### Entries provided
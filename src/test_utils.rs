//! Shared test doubles and fixtures.
//!
//! In-memory implementations of every capability trait, plus a throwaway
//! git setup (bare origin + working clone) for tests that need real git.

use std::collections::{BTreeMap, HashMap, HashSet, VecDeque};
use std::path::{Path, PathBuf};
use std::process::Command;
use std::sync::atomic::{AtomicUsize, Ordering};
use std::sync::{Mutex, MutexGuard, PoisonError};
use std::time::Duration;

use chrono::{DateTime, FixedOffset, SecondsFormat, Utc};
use tempfile::TempDir;
use tokio_util::sync::CancellationToken;

use crate::git::{GitError, GitResult, SubmoduleChange, Vcs};
use crate::issues::{
    self, Issue, IssueError, IssueQuery, IssueStatus, IssueStore, IssueUpdate, MERGE_REQUEST_TYPE,
    NewIssue,
};
use crate::mail::{self, MailError, Message, Notifier};
use crate::runner::{CommandOutput, CommandRunner, RunError};
use crate::slot::{self, SlotError, SlotStatus, SlotStore};
use crate::types::{IssueId, MergeRequest, Sha};

fn lock<T>(m: &Mutex<T>) -> MutexGuard<'_, T> {
    m.lock().unwrap_or_else(PoisonError::into_inner)
}

/// An open record with priority 2 and no timestamps.
pub fn issue(id: &str, issue_type: &str, description: &str) -> Issue {
    Issue {
        id: IssueId::new(id),
        title: format!("Title of {id}"),
        description: description.to_string(),
        status: IssueStatus::Open,
        issue_type: issue_type.to_string(),
        priority: 2,
        labels: Vec::new(),
        assignee: None,
        created_at: None,
        updated_at: None,
        blocked_by: Vec::new(),
        close_reason: None,
        created_by: None,
        active_mr: None,
    }
}

/// An open MR record targeting `main`.
pub fn mr_issue(id: &str, branch: &str) -> Issue {
    issue(
        id,
        MERGE_REQUEST_TYPE,
        &format!("branch: {branch}\ntarget: main\nworker: nux\nrig: gastown"),
    )
}

/// An unclaimed queue entry targeting `main`, priority 2, no timestamps.
pub fn mr(id: &str, branch: &str) -> MergeRequest {
    MergeRequest {
        id: IssueId::new(id),
        branch: branch.to_string(),
        target: "main".to_string(),
        source_issue: None,
        worker: "nux".to_string(),
        rig: "gastown".to_string(),
        title: format!("Title of {id}"),
        priority: 2,
        agent: None,
        retry_count: 0,
        convoy_id: None,
        convoy_created_at: None,
        created_at: None,
        updated_at: None,
        assignee: None,
        blocked_by: None,
    }
}

pub fn sha(c: char) -> Sha {
    Sha::new(c.to_string().repeat(40))
}

// --- issue store ---

#[derive(Default)]
struct MemoryIssuesState {
    issues: BTreeMap<IssueId, Issue>,
    next_id: u64,
    fail_create: bool,
    fail_dependency: bool,
}

/// In-memory issue store.
#[derive(Default)]
pub struct MemoryIssues {
    state: Mutex<MemoryIssuesState>,
}

impl MemoryIssues {
    pub fn insert(&self, issue: Issue) {
        lock(&self.state).issues.insert(issue.id.clone(), issue);
    }

    pub fn get(&self, id: &str) -> Option<Issue> {
        lock(&self.state).issues.get(&IssueId::new(id)).cloned()
    }

    pub fn all(&self) -> Vec<Issue> {
        lock(&self.state).issues.values().cloned().collect()
    }

    pub fn of_type(&self, issue_type: &str) -> Vec<Issue> {
        self.all()
            .into_iter()
            .filter(|i| i.issue_type == issue_type)
            .collect()
    }

    pub fn fail_create(&self, fail: bool) {
        lock(&self.state).fail_create = fail;
    }

    pub fn fail_dependency(&self, fail: bool) {
        lock(&self.state).fail_dependency = fail;
    }

    fn now() -> String {
        Utc::now().to_rfc3339_opts(SecondsFormat::Secs, true)
    }
}

impl IssueStore for MemoryIssues {
    fn list(&self, query: &IssueQuery) -> issues::Result<Vec<Issue>> {
        Ok(lock(&self.state)
            .issues
            .values()
            .filter(|i| query.matches(i))
            .cloned()
            .collect())
    }

    fn show(&self, id: &IssueId) -> issues::Result<Issue> {
        lock(&self.state)
            .issues
            .get(id)
            .cloned()
            .ok_or_else(|| IssueError::NotFound(id.clone()))
    }

    fn update(&self, id: &IssueId, update: &IssueUpdate) -> issues::Result<()> {
        let mut state = lock(&self.state);
        let issue = state
            .issues
            .get_mut(id)
            .ok_or_else(|| IssueError::NotFound(id.clone()))?;
        if let Some(assignee) = &update.assignee {
            issue.assignee = assignee.clone();
        }
        if let Some(description) = &update.description {
            issue.description = description.clone();
        }
        issue.labels.retain(|l| !update.remove_labels.contains(l));
        for label in &update.add_labels {
            if !issue.has_label(label) {
                issue.labels.push(label.clone());
            }
        }
        if let Some(active_mr) = &update.active_mr {
            issue.active_mr = active_mr.clone();
        }
        issue.updated_at = Some(Self::now());
        Ok(())
    }

    fn close(&self, id: &IssueId, reason: &str) -> issues::Result<()> {
        let mut state = lock(&self.state);
        let issue = state
            .issues
            .get_mut(id)
            .ok_or_else(|| IssueError::NotFound(id.clone()))?;
        issue.status = IssueStatus::Closed;
        issue.close_reason = Some(reason.to_string());
        Ok(())
    }

    fn add_dependency(&self, issue: &IssueId, depends_on: &IssueId) -> issues::Result<()> {
        let mut state = lock(&self.state);
        if state.fail_dependency {
            return Err(IssueError::Backend("dependency edges unavailable".to_string()));
        }
        let record = state
            .issues
            .get_mut(issue)
            .ok_or_else(|| IssueError::NotFound(issue.clone()))?;
        if !record.blocked_by.contains(depends_on) {
            record.blocked_by.push(depends_on.clone());
        }
        Ok(())
    }

    fn create(&self, new: &NewIssue) -> issues::Result<Issue> {
        let mut state = lock(&self.state);
        if state.fail_create {
            return Err(IssueError::Backend("create rejected".to_string()));
        }
        state.next_id += 1;
        let now = Self::now();
        let mut created = issue(
            &format!("gt-new{}", state.next_id),
            &new.issue_type,
            &new.description,
        );
        created.title = new.title.clone();
        created.priority = new.priority;
        created.created_by = Some(new.actor.clone());
        created.created_at = Some(now.clone());
        created.updated_at = Some(now);
        state.issues.insert(created.id.clone(), created.clone());
        Ok(created)
    }
}

// --- merge slot ---

/// A real exclusive slot: one holder at a time.
#[derive(Default)]
pub struct MemorySlot {
    holder: Mutex<Option<String>>,
}

impl MemorySlot {
    pub fn holder(&self) -> Option<String> {
        lock(&self.holder).clone()
    }
}

impl SlotStore for MemorySlot {
    fn ensure_exists(&self) -> slot::Result<String> {
        Ok("gt-merge-slot".to_string())
    }

    fn acquire(&self, holder: &str, _add_waiter: bool) -> slot::Result<Option<SlotStatus>> {
        let mut current = lock(&self.holder);
        let available = current.is_none();
        if available {
            *current = Some(holder.to_string());
        }
        Ok(Some(SlotStatus {
            id: "gt-merge-slot".to_string(),
            available,
            holder: current.clone(),
            waiters: Vec::new(),
        }))
    }

    fn release(&self, holder: &str) -> slot::Result<()> {
        let mut current = lock(&self.holder);
        if current.as_deref() == Some(holder) {
            *current = None;
            Ok(())
        } else {
            Err(SlotError::NotHeld {
                holder: holder.to_string(),
                current: current.clone(),
            })
        }
    }
}

/// A slot that answers from a script. The last entry repeats.
pub struct ScriptedSlot {
    script: Mutex<VecDeque<Option<SlotStatus>>>,
    acquire_error: Option<String>,
    ensure_error: Option<String>,
    acquire_calls: AtomicUsize,
    releases: Mutex<Vec<String>>,
}

impl ScriptedSlot {
    pub fn new(script: Vec<Option<SlotStatus>>) -> Self {
        ScriptedSlot {
            script: Mutex::new(script.into()),
            acquire_error: None,
            ensure_error: None,
            acquire_calls: AtomicUsize::new(0),
            releases: Mutex::new(Vec::new()),
        }
    }

    pub fn failing_acquire(message: &str) -> Self {
        ScriptedSlot {
            acquire_error: Some(message.to_string()),
            ..Self::new(Vec::new())
        }
    }

    pub fn failing_ensure(message: &str) -> Self {
        ScriptedSlot {
            ensure_error: Some(message.to_string()),
            ..Self::new(Vec::new())
        }
    }

    pub fn acquire_calls(&self) -> usize {
        self.acquire_calls.load(Ordering::SeqCst)
    }

    pub fn releases(&self) -> Vec<String> {
        lock(&self.releases).clone()
    }
}

impl SlotStore for ScriptedSlot {
    fn ensure_exists(&self) -> slot::Result<String> {
        match &self.ensure_error {
            Some(message) => Err(SlotError::Store(message.clone())),
            None => Ok("gt-merge-slot".to_string()),
        }
    }

    fn acquire(&self, _holder: &str, _add_waiter: bool) -> slot::Result<Option<SlotStatus>> {
        self.acquire_calls.fetch_add(1, Ordering::SeqCst);
        if let Some(message) = &self.acquire_error {
            return Err(SlotError::Store(message.clone()));
        }
        let mut script = lock(&self.script);
        if script.len() > 1 {
            Ok(script.pop_front().flatten())
        } else {
            Ok(script.front().cloned().flatten())
        }
    }

    fn release(&self, holder: &str) -> slot::Result<()> {
        lock(&self.releases).push(holder.to_string());
        Ok(())
    }
}

/// A slot status showing `holder` as the current owner.
pub fn busy_slot(holder: &str) -> Option<SlotStatus> {
    Some(SlotStatus {
        id: "gt-merge-slot".to_string(),
        available: false,
        holder: Some(holder.to_string()),
        waiters: Vec::new(),
    })
}

/// A slot status reporting a free slot.
pub fn free_slot() -> Option<SlotStatus> {
    Some(SlotStatus {
        id: "gt-merge-slot".to_string(),
        available: true,
        holder: None,
        waiters: Vec::new(),
    })
}

// --- version control ---

/// Scripted outcomes for [`MockVcs`]. Unset errors mean success.
#[derive(Debug, Default)]
pub struct VcsState {
    pub local_branches: HashSet<String>,
    pub remote_branches: HashSet<String>,
    /// Branches whose existence checks fail.
    pub branch_check_errors: HashSet<String>,
    pub checkout_error: Option<String>,
    pub pull_error: Option<String>,
    pub conflicts: Vec<String>,
    pub conflict_probe_error: Option<String>,
    pub submodules: Vec<SubmoduleChange>,
    pub init_submodules_error: Option<String>,
    pub submodule_push_error: Option<String>,
    pub merge_error: Option<String>,
    /// Reported by `unmerged_files` after a failed merge.
    pub unmerged: Vec<String>,
    pub push_error: Option<String>,
    /// `rev_parse` answers.
    pub revs: HashMap<String, Sha>,
    pub head_message: Option<String>,
    pub head_date: Option<DateTime<FixedOffset>>,
    /// Every call, in order, as `op arg...`.
    pub calls: Vec<String>,
}
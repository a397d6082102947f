//! The merge engineer: runs the per-MR pipeline and acts on its outcome.
//!
//! One engineer serves one rig. It is generic over version control and the
//! test runner so scenario tests can drive it with scripted doubles; issue,
//! slot, mail and convoy backends are shared trait objects.
//!
//! The engineer keeps no state between attempts. Claims, slot holders and
//! blocking edges all live in the stores, so any attempt can be re-run from
//! the top after a crash.

mod outcome;
mod process;


use std::path::{Path, PathBuf};
use std::sync::Arc;

use crate::config::{MergeQueueConfig, RigConfig};
use crate::convoy::{ConvoyObserver, StoreConvoyObserver};
use crate::git::Vcs;
use crate::issues::IssueStore;
use crate::mail::Notifier;
use crate::runner::CommandRunner;
use crate::slot::{SlotClient, SlotStore};

pub use outcome::{conflict_task_description, conflict_task_title};

/// Name of the remote the refinery pulls from and pushes to.
pub const REMOTE: &str = "origin";

pub struct Engineer<V, R> {
    rig: String,
    default_branch: String,
    workdir: PathBuf,
    config: MergeQueueConfig,
    vcs: V,
    runner: R,
    issues: Arc<dyn IssueStore>,
    slots: SlotClient,
    notifier: Arc<dyn Notifier>,
    convoys: Arc<dyn ConvoyObserver>,
}

impl<V: Vcs, R: CommandRunner> Engineer<V, R> {
    /// Builds an engineer for `rig`, working in `workdir`.
    ///
    /// Convoy continuation defaults to checking convoys in `issues`.
    pub fn new(
        rig: &RigConfig,
        workdir: impl Into<PathBuf>,
        vcs: V,
        runner: R,
        issues: Arc<dyn IssueStore>,
        slot_store: Arc<dyn SlotStore>,
        notifier: Arc<dyn Notifier>,
    ) -> Self {
        let slots = SlotClient::new(slot_store, rig.name.clone(), rig.merge_queue.slot_backoff());
        Engineer {
            rig: rig.name.clone(),
            default_branch: rig.default_branch.clone(),
            workdir: workdir.into(),
            config: rig.merge_queue.clone(),
            vcs,
            runner,
            convoys: Arc::new(StoreConvoyObserver::new(issues.clone())),
            issues,
            slots,
            notifier,
        }
    }

    pub fn with_convoy_observer(mut self, convoys: Arc<dyn ConvoyObserver>) -> Self {
        self.convoys = convoys;
        self
    }

    pub fn rig(&self) -> &str {
        &self.rig
    }

    pub fn default_branch(&self) -> &str {
        &self.default_branch
    }

    pub fn workdir(&self) -> &Path {
        &self.workdir
    }

    pub fn config(&self) -> &MergeQueueConfig {
        &self.config
    }

    pub fn vcs(&self) -> &V {
        &self.vcs
    }

    pub fn issues(&self) -> &Arc<dyn IssueStore> {
        &self.issues
    }

    pub fn slots(&self) -> &SlotClient {
        &self.slots
    }

    /// The identity the refinery claims MRs and creates tasks under.
    pub fn actor(&self) -> String {
        self.slots.conflict_holder()
    }
}
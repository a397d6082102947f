//! Convoy continuation after a merge.
//!
//! A convoy is a record of type `convoy` that tracks a batch of issues
//! through its dependency edges. When a merge closes one of those issues the
//! refinery asks the observer to re-check the convoys tracking it, closing
//! any whose tracked issues are now all closed.

use std::sync::Arc;

use tracing::{debug, info, warn};

use crate::issues::{self, IssueQuery, IssueStatus, IssueStore};
use crate::types::IssueId;

pub const CONVOY_TYPE: &str = "convoy";

/// Close reason recorded on convoys completed by the observer.
pub const CONVOY_COMPLETE_REASON: &str = "All tracked issues closed";

/// Hook invoked after a source issue is closed by a merge.
pub trait ConvoyObserver: Send + Sync {
    /// Re-checks convoys tracking `issue`. Returns the convoys inspected.
    fn issue_closed(&self, issue: &IssueId) -> Vec<IssueId>;
}

/// Observer that does nothing, for rigs that do not use convoys.
#[derive(Debug, Default)]
pub struct NoConvoys;

impl ConvoyObserver for NoConvoys {
    fn issue_closed(&self, _issue: &IssueId) -> Vec<IssueId> {
        Vec::new()
    }
}

/// Observer backed by the issue store.
pub struct StoreConvoyObserver {
    store: Arc<dyn IssueStore>,
}

impl StoreConvoyObserver {
    pub fn new(store: Arc<dyn IssueStore>) -> Self {
        StoreConvoyObserver { store }
    }
}

impl ConvoyObserver for StoreConvoyObserver {
    fn issue_closed(&self, issue: &IssueId) -> Vec<IssueId> {
        let query = IssueQuery {
            issue_type: Some(CONVOY_TYPE.to_string()),
            status: Some(IssueStatus::Open),
            label: None,
        };
        let convoys = match self.store.list(&query) {
            Ok(convoys) => convoys,
            Err(e) => {
                warn!(issue = %issue, error = %e, "could not list convoys");
                return Vec::new();
            }
        };

        let mut checked = Vec::new();
        for convoy in convoys.iter().filter(|c| c.blocked_by.contains(issue)) {
            checked.push(convoy.id.clone());
            let pending = convoy
                .blocked_by
                .iter()
                .filter(|tracked| issues::is_open(self.store.as_ref(), tracked))
                .count();
            if pending > 0 {
                debug!(convoy = %convoy.id, pending, "convoy still has open issues");
                continue;
            }
            match self.store.close(&convoy.id, CONVOY_COMPLETE_REASON) {
                Ok(()) => info!(convoy = %convoy.id, "closed completed convoy"),
                Err(e) => warn!(convoy = %convoy.id, error = %e, "failed to close convoy"),
            }
        }
        checked
    }
}
//! The per-attempt merge pipeline.
//!
//! ```text
//! verify branch -> checkout target -> pull -> conflict probe
//!   -> submodule sync -> tests -> squash merge -> [slot] push
//! ```
//!
//! Every failure is reported as a [`ProcessResult`]; nothing here is fatal
//! to the process. Steps that leave the worktree ahead of `origin` reset it
//! before returning, so the next attempt starts clean.

use tokio_util::sync::CancellationToken;
use tracing::{debug, info, instrument, warn};

use super::{Engineer, REMOTE};
use crate::git::Vcs;
use crate::runner::{CommandRunner, RunError, validate_test_command};
use crate::slot::PushSlot;
use crate::types::{MergeRequest, ProcessResult};

impl<V: Vcs, R: CommandRunner> Engineer<V, R> {
    /// Runs the merge pipeline for one MR.
    #[instrument(skip_all, fields(mr = %mr.id, branch = %mr.branch, target = %mr.target))]
    pub async fn process(&self, mr: &MergeRequest, cancel: &CancellationToken) -> ProcessResult {
        info!(worker = %mr.worker, source = ?mr.source_issue, "processing merge request");
        let source = mr.source_issue.as_ref().map(|id| id.as_str());
        self.merge_branch(&mr.branch, &mr.target, source, cancel).await
    }

    async fn merge_branch(
        &self,
        branch: &str,
        target: &str,
        source_issue: Option<&str>,
        cancel: &CancellationToken,
    ) -> ProcessResult {
        match self.vcs.branch_exists(branch).await {
            Ok(true) => {}
            Ok(false) => return ProcessResult::failed(format!("branch {branch} not found locally")),
            Err(e) => return ProcessResult::failed(format!("failed to check branch {branch}: {e}")),
        }

        if let Err(e) = self.vcs.checkout(target).await {
            return ProcessResult::failed(format!("failed to checkout target {target}: {e}"));
        }
        if let Err(e) = self.vcs.pull(REMOTE, target).await {
            warn!(target, error = %e, "pull failed, continuing with local target");
        }

        match self.vcs.conflicting_files(branch, target).await {
            Ok(files) if files.is_empty() => {}
            Ok(files) => {
                return ProcessResult::conflict(format!("merge conflicts in: [{}]", files.join(", ")));
            }
            Err(e) => return ProcessResult::conflict(format!("conflict check failed: {e}")),
        }

        if let Some(failed) = self.sync_submodules(branch, target).await {
            return failed;
        }

        if self.config.run_tests
            && !self.config.test_command.is_empty()
            && let Some(failed) = self.run_tests(cancel).await
        {
            return failed;
        }

        let message = self.squash_message(branch, target, source_issue).await;
        let commit_date = match self.vcs.head_commit_date(branch).await {
            Ok(date) => Some(date),
            Err(e) => {
                warn!(branch, error = %e, "could not read branch head date, commit will use current time");
                None
            }
        };

        if let Err(e) = self.vcs.merge_squash(branch, &message, commit_date).await {
            let unmerged = self.vcs.unmerged_files().await.unwrap_or_default();
            if !unmerged.is_empty() {
                if let Err(abort) = self.vcs.abort_merge().await {
                    warn!(error = %abort, "failed to abort conflicted merge");
                }
                return ProcessResult::conflict("merge conflict during actual merge");
            }
            return ProcessResult::failed(format!("merge failed: {e}"));
        }

        let merge_commit = match self.vcs.rev_parse("HEAD").await {
            Ok(sha) => sha,
            Err(e) => return ProcessResult::failed(format!("failed to get merge commit SHA: {e}")),
        };

        let slot = if target == self.default_branch {
            match self.slots.acquire_push_slot(cancel).await {
                Ok(slot) => Some(slot),
                Err(e) => {
                    self.reset_to_origin(target).await;
                    let error = format!("failed to acquire merge slot before push: {e}");
                    return if e.is_contention_timeout() {
                        ProcessResult::slot_timeout(error)
                    } else {
                        ProcessResult::failed(error)
                    };
                }
            }
        } else {
            None
        };

        let pushed = self.vcs.push(REMOTE, target).await;
        if let Some(PushSlot::Acquired(holder)) = &slot {
            self.slots.release_best_effort(holder);
        }
        if let Err(e) = pushed {
            self.reset_to_origin(target).await;
            return ProcessResult::failed(format!("failed to push to origin: {e}"));
        }

        info!(commit = %merge_commit.short(), "merged and pushed");
        ProcessResult::merged(merge_commit)
    }

    /// Pushes submodule commits the branch points at, ahead of the parent merge.
    async fn sync_submodules(&self, branch: &str, target: &str) -> Option<ProcessResult> {
        let changes = match self.vcs.submodule_changes(target, branch).await {
            Ok(changes) => changes,
            Err(e) => {
                warn!(branch, error = %e, "submodule change detection failed, skipping sync");
                return None;
            }
        };
        if changes.is_empty() {
            return None;
        }

        if let Err(e) = self.vcs.init_submodules().await {
            warn!(error = %e, "submodule init failed");
            return Some(ProcessResult::failed(
                "failed to init submodules in refinery worktree",
            ));
        }
        for change in &changes {
            let Some(sha) = &change.new_sha else {
                debug!(submodule = %change.path, "submodule removed, nothing to push");
                continue;
            };
            if let Err(e) = self.vcs.push_submodule_commit(&change.path, sha, REMOTE).await {
                return Some(ProcessResult::failed(format!(
                    "failed to push submodule {}: {e}",
                    change.path
                )));
            }
        }
        None
    }

    /// Runs the configured test command. Returns `None` when tests pass.
    async fn run_tests(&self, cancel: &CancellationToken) -> Option<ProcessResult> {
        let command = &self.config.test_command;
        if let Err(e) = validate_test_command(command) {
            return Some(ProcessResult::failed(format!("invalid test command: {e}")));
        }

        let attempts = self.config.test_attempts();
        let mut last_error = String::new();
        for attempt in 1..=attempts {
            if cancel.is_cancelled() {
                return Some(ProcessResult::failed("test run canceled"));
            }
            info!(attempt, attempts, command = %command, "running tests");
            match self
                .runner
                .run(command, &self.workdir, self.config.test_timeout, cancel)
                .await
            {
                Ok(output) if output.success => return None,
                Ok(output) => last_error = output.failure_summary(),
                Err(RunError::Cancelled) => return Some(ProcessResult::failed("test run canceled")),
                Err(e @ RunError::EmptyCommand) => {
                    return Some(ProcessResult::failed(format!("invalid test command: {e}")));
                }
                Err(e) => last_error = e.to_string(),
            }
            warn!(attempt, attempts, error = %last_error, "test attempt failed");
        }

        Some(ProcessResult::tests_failed(format!(
            "tests failed after {attempts} attempts: {last_error}"
        )))
    }

    /// The squash commit message: the branch head's message, or a synthesized one.
    async fn squash_message(&self, branch: &str, target: &str, source_issue: Option<&str>) -> String {
        match self.vcs.head_commit_message(branch).await {
            Ok(message) if !message.trim().is_empty() => message.trim_end().to_string(),
            result => {
                if let Err(e) = result {
                    warn!(branch, error = %e, "could not read branch head message");
                }
                let mut message = format!("Squash merge {branch} into {target}");
                if let Some(issue) = source_issue.filter(|s| !s.is_empty()) {
                    message.push_str(&format!(" ({issue})"));
                }
                message
            }
        }
    }

    async fn reset_to_origin(&self, target: &str) {
        let origin = format!("{REMOTE}/{target}");
        if let Err(e) = self.vcs.reset_hard(&origin).await {
            warn!(rev = %origin, error = %e, "failed to reset target after aborted push");
        }
    }
}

### What you have to do
Once every line of the material holding the word "SecondsFormat" has been counted, report the total and nothing more.

### Response to the exercise
2